Comme les hôpitaux n’avaient jamais eu de personne handicapée dans la chambre en dehors des patients, ils ne pouvaient pas imaginer à quoi cela ressemblerait. En tant qu’êtres humains, nous avons tendance à nous utiliser comme modèle de comparaison. Si vous ne pensez pas pouvoir faire quelque chose, vous doutez que quelqu’un d’autre puisse le faire.



Mais les personnes handicapées ont Vivait avec handicapés, et ils savent ce qu’ils peuvent et ne peuvent pas faire. Ils ne veulent pas être gênés. Ils ne veulent faire de mal à personne ni être blessés.

Je crois que ma maladie chronique m’outille d’une certaine manière. Le fait que mon historique de patients soit aussi long me donne une perspective différente. Cela m'aide à pouvoir parler aux patients de leurs moments les plus vulnérables parce que j'y suis allé. J'ai été le patient sur la table, allongé nu devant une pièce remplie d'étrangers avant d'être opéré, pensant à toutes les pires choses du monde.

Quand quelqu’un se présente aux urgences pour la première fois, je peux lui en parler. Et pas seulement en leur donnant des points froids et durs sur ce qui est sur le point de se produire, mais aussi sur ce qui pourrait les mettre mal à l'aise, ce qu'ils peuvent demander, à qui ils devraient parler, et comment ils peuvent se défendre eux-mêmes .

Ce que je veux que les autres sachent

À l'heure actuelle, je suis infirmière consultante scolaire et je consulte pour les soins de santé en cas de handicap. Être infirmière au plus fort de la pandémie de COVID-19 à New York (ndlr : et être la première infirmière de l'État de New York à utiliser un fauteuil roulant, en plus) m'a montré que nos systèmes de santé ne sont pas prêts à prendre soin des personnes atteintes de cette maladie. handicapées. Nous ne sommes pas prêts à prendre soin de quiconque se situe, même de loin, en dehors de ce que nous considérons comme la « norme sociétale ».

Même quelqu'un qui est peut-être plus gros et ne peut pas passer par un scanner ou une IRM... qu'arrive-t-il à ses traitements ou à ses diagnostics ? De nombreuses personnes qui utilisent des appareils de mobilité sont en surpoids, et les médecins les jugeront alors automatiquement non conformes ou considéreront leur handicap comme lié au poids. Il existe également un préjugé selon lequel les travailleurs de la santé doivent être en bonne santé pour pouvoir prendre soin des gens. Et je sais que ce n'est pas vrai non plus.

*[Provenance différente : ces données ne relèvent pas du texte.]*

//! UTF-8 file access for the rewrite pipeline. Reads validate the encoding
//! up front; writes go through a temporary file in the target directory and
//! are renamed into place, so a failed run never leaves a half-written file.

use std::{
    fs,
    io::Write,
    path::{Path, PathBuf},
};

use tempfile::NamedTempFile;
use thiserror::Error;

/// Represents errors that can occur while reading or replacing a target file.
#[derive(Error, Debug)]
pub enum FileIoError {
    /// A filesystem I/O error occurred.
    #[error("Filesystem Error: {0}")]
    Io(#[from] std::io::Error),
    /// The temporary file could not be renamed over the target.
    #[error("Error replacing target file: {0}")]
    TempFile(#[from] tempfile::PersistError),
    /// The target file exists but is not valid UTF-8.
    #[error("File '{path}' is not valid UTF-8 (invalid byte at offset {offset}).")]
    InvalidUtf8 {
        /// The file that failed to decode.
        path: PathBuf,
        /// Byte offset of the first invalid sequence.
        offset: usize,
    },
}

pub type FileIoResult<T> = Result<T, FileIoError>;

/// Reads `path` into a `String`, reporting the offset of the first invalid
/// byte if the file is not UTF-8.
pub fn read_to_string(path: &Path) -> FileIoResult<String> {
    let bytes = fs::read(path)?;
    String::from_utf8(bytes).map_err(|err| FileIoError::InvalidUtf8 {
        path: path.to_path_buf(),
        offset: err.utf8_error().valid_up_to(),
    })
}

/// Writes `content` to `path` atomically.
///
/// The content is first written to a temporary file in the same directory,
/// then renamed over the target. The rename is the only step that touches
/// `path`, so readers see either the old content or the new one, never a
/// partial write.
pub fn write_atomic(path: &Path, content: &str) -> FileIoResult<()> {
    let parent = path.parent().filter(|p| !p.as_os_str().is_empty());
    let mut temp_file = NamedTempFile::new_in(parent.unwrap_or_else(|| Path::new(".")))?;

    temp_file.write_all(content.as_bytes())?;
    temp_file.flush()?;

    // Carry the target's permissions over; temp files default to 0600.
    match fs::metadata(path) {
        Ok(metadata) => fs::set_permissions(temp_file.path(), metadata.permissions())?,
        Err(err) if err.kind() == std::io::ErrorKind::NotFound => {}
        Err(err) => return Err(err.into()),
    }

    temp_file.persist(path)?;

    log::debug!("Wrote {} bytes to '{}'.", content.len(), path.display());
    Ok(())
}

// MARK: --- UNIT TESTS ---
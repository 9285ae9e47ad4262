// src/cli/handlers/commons.rs

// This module contains shared arguments and functions used by multiple handlers.

use std::path::{Path, PathBuf};

use anyhow::{Context, Result, anyhow};
use clap::{Args, ValueEnum};
use colored::Colorize;

use crate::{
    constants::{DEFAULT_CLOSE_CHAR, DEFAULT_DELIMITER, DEFAULT_ESCAPE_CHAR},
    core::locator,
    models::{EndRule, EscapeReport, EscapeRequest, RegionReport},
    system::file_io,
};

/// Arguments shared by every command that operates on a delimited region
/// inside a file.
#[derive(Args, Debug)]
pub struct RegionArgs {
    /// The file containing the embedded text block.
    pub file: String,

    /// Literal text that opens the block; the region starts right after it.
    #[arg(long, value_name = "TEXT")]
    pub start_marker: String,

    /// Anchor literal: search for the start marker only at or after the
    /// first occurrence of this text.
    #[arg(long, value_name = "TEXT", conflicts_with = "from")]
    pub after: Option<String>,

    /// Search for the start marker only at or after this byte offset.
    #[arg(long, value_name = "OFFSET")]
    pub from: Option<usize>,

    /// The character to escape inside the region.
    #[arg(long, value_name = "CHAR", default_value_t = DEFAULT_DELIMITER)]
    pub delimiter: char,

    /// The character inserted before each unescaped delimiter.
    #[arg(long, value_name = "CHAR", default_value_t = DEFAULT_ESCAPE_CHAR)]
    pub escape_char: char,

    /// The character that closes the surrounding block in the end patterns.
    #[arg(long, value_name = "CHAR", default_value_t = DEFAULT_CLOSE_CHAR)]
    pub close_char: char,

    /// Fallback literal known to sit at the very end of the region, tried
    /// when the structural end patterns do not match.
    #[arg(long, value_name = "TEXT")]
    pub fallback: Option<String>,

    /// Reject a detected region end that lies more than this many bytes
    /// past the region start.
    #[arg(long, value_name = "BYTES")]
    pub search_window: Option<usize>,
}

/// How a command's report is rendered.
#[derive(ValueEnum, Clone, Copy, Debug, Default, PartialEq, Eq)]
pub enum OutputFormat {
    /// Aligned, colored summary for terminals.
    #[default]
    Text,
    /// The report struct as pretty-printed JSON.
    Json,
}

/// Expands `~` and environment variables in a path argument.
pub fn resolve_file(raw: &str) -> Result<PathBuf> {
    let expanded = shellexpand::full(raw)
        .map_err(|e| anyhow!("Failed to expand path '{}': {}", raw, e))?;
    Ok(PathBuf::from(expanded.into_owned()))
}

/// Reads the target file as UTF-8, with the path in the error chain.
pub fn read_target(path: &Path) -> Result<String> {
    file_io::read_to_string(path)
        .with_context(|| format!("Failed to read '{}'", dunce::simplified(path).display()))
}

/// Builds the region request from the shared arguments.
///
/// `--from` is taken as a raw byte offset; `--after` resolves an anchor
/// literal to its own start position, so the marker search begins at the
/// anchor (the anchor text itself may contain the marker).
pub fn build_request(args: &RegionArgs, buffer: &str) -> Result<EscapeRequest> {
    if args.start_marker.is_empty() {
        return Err(anyhow!("The start marker cannot be empty."));
    }

    let region_after = match (&args.after, args.from) {
        (Some(anchor), _) => {
            if anchor.is_empty() {
                return Err(anyhow!("The anchor passed to --after cannot be empty."));
            }
            locator::find_marker(buffer, anchor, 0)
                .with_context(|| format!("Anchor '{}' not found in the file.", anchor))?
        }
        (None, Some(offset)) => {
            if !buffer.is_char_boundary(offset.min(buffer.len())) {
                return Err(anyhow!(
                    "Offset {} passed to --from is not a character boundary.",
                    offset
                ));
            }
            offset
        }
        (None, None) => 0,
    };

    let mut request = EscapeRequest::new(args.start_marker.clone());
    request.region_after = region_after;
    request.delimiter = args.delimiter;
    request.escape_char = args.escape_char;
    request.end_rules = EndRule::default_chain(args.close_char, args.fallback.clone());
    request.search_window = args.search_window;
    Ok(request)
}

/// Prints an escape report in the requested format.
pub fn emit_escape_report(report: &EscapeReport, format: OutputFormat) -> Result<()> {
    if format == OutputFormat::Json {
        println!("{}", serde_json::to_string_pretty(report)?);
        return Ok(());
    }

    println!("  {:<18} {}", "File:".blue(), report.file);
    println!(
        "  {:<18} {}..{}",
        "Region:".blue(),
        report.content_start,
        report.end_pos
    );
    println!("  {:<18} {}", "Escaped:".blue(), report.escaped);
    println!("  {:<18} +{} bytes", "Length delta:".blue(), report.length_delta);
    Ok(())
}

/// Prints a locate/check report in the requested format.
pub fn emit_region_report(report: &RegionReport, format: OutputFormat) -> Result<()> {
    if format == OutputFormat::Json {
        println!("{}", serde_json::to_string_pretty(report)?);
        return Ok(());
    }

    println!("  {:<18} {}", "File:".blue(), report.file);
    println!(
        "  {:<18} {}..{}",
        "Region:".blue(),
        report.content_start,
        report.end_pos
    );
    println!("  {:<18} {} bytes", "Region length:".blue(), report.region_len);
    println!("  {:<18} {}", "Unescaped:".blue(), report.unescaped);
    Ok(())
}

// MARK: --- UNIT TESTS ---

Mon expérience m'a appris que nous devrions promouvoir activement des sociétés plus inclusives, en commençant par notre système de santé.

Conseils que je donnerais aux autres dans ma position

Pour toute personne confrontée à un maladie chronique diagnostic dès maintenant, sachez que vous n'êtes pas obligé d'accepter les termes du diagnostic ni les limites qui vous sont imposées. Mais vous devez accepter que le diagnostic vous a été posé. Si vous le combattez, cela va vous épuiser plus rapidement.

Et puis votre prochain choix est d’inclure votre famille. Votre famille n'est pas dans votre esprit. Même s’ils sont dans la pièce avec vous, ils ne savent pas ce que vous vivez mentalement. Alors incluez-les dans cela.

Chaque fois que nous franchissons notre porte, il n’est pas garanti que nous reviendrons par cette porte de la même manière. Et plus vite nous nous en rendrons compte, plus nous pouvons planifier pour que tous les membres de notre société soient véritablement inclus.